I’ve got a theory about King of the Boogie. Folks will be divided into two camps. One will prefer disc one’s collection of Hooker’s early singles, while the other will prefer disc 5’s collection of duets pairing the man from Vance with artists like Santana, Canned Heat, BB King, and Bonnie Raitt. How one feels about the remaining three discs will depend on which camp you fall into.

Hooker, the son of a Mississippi church woman and a Baptist minister, went North looking for opportunity. He swept floors for Ford while developing a distinctive, relentlessly driving sound. His biography is effectively condensed for King of the Boogie’s illustrated liner notes, which includes a few lines about the time he spent  in Memphis in the early 1930’s, working as an usher at the New Daisy Theater on Beale Street.

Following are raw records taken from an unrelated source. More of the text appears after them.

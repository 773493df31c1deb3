//! Bookshelf Viewer - Standalone 3D task bookshelf
//!
//! Loads a task snapshot and shows it with the bookshelf scene plugin. Runs
//! natively through the `bookshelf` binary or in the browser as wasm.

pub mod app;
pub mod snapshot;
mod ui;

#[cfg(target_arch = "wasm32")]
use wasm_bindgen::prelude::*;

/// WASM entry point
#[cfg(target_arch = "wasm32")]
#[wasm_bindgen(start)]
pub fn main() {
    // Set up panic hook for better error messages
    console_error_panic_hook::set_once();

    tracing_wasm::set_as_global_default_with_config(
        tracing_wasm::WASMLayerConfigBuilder::new()
            .set_max_level(tracing::Level::WARN)
            .build(),
    );

    // Demo shelf first; a ?snapshot= URL replaces it once fetched
    let snapshot = match snapshot::demo_snapshot() {
        Ok(snapshot) => Some(snapshot),
        Err(e) => {
            tracing::error!("Bundled demo shelf is invalid: {}", e);
            None
        }
    };
    app::run(bookshelf_core::BookshelfConfig::default(), snapshot);
}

Disc one is Hooker distilled, and an exciting jolt of raw  acoustic sound, unconstrained by traditional forms. The next two discs map his evolution from acoustic to electric and from idiosyncratic solo player to potent bad leader. The fourth disc is all live cuts, while disc five is the smoothest, and most evidently produced in a thoroughly comprehensive collection pulling together everything from the early Modern 78s to some terrific collaborations with Little Eddie Kirkland, culminating (maybe a little too predictably) with Eric Clapton on a reprise of “Boogie Chillen.”

If you’ve got a blues lover in your life this holiday season, King of the Boogie is a terrific package bringing together all the essentials, with plenty of lagniappe.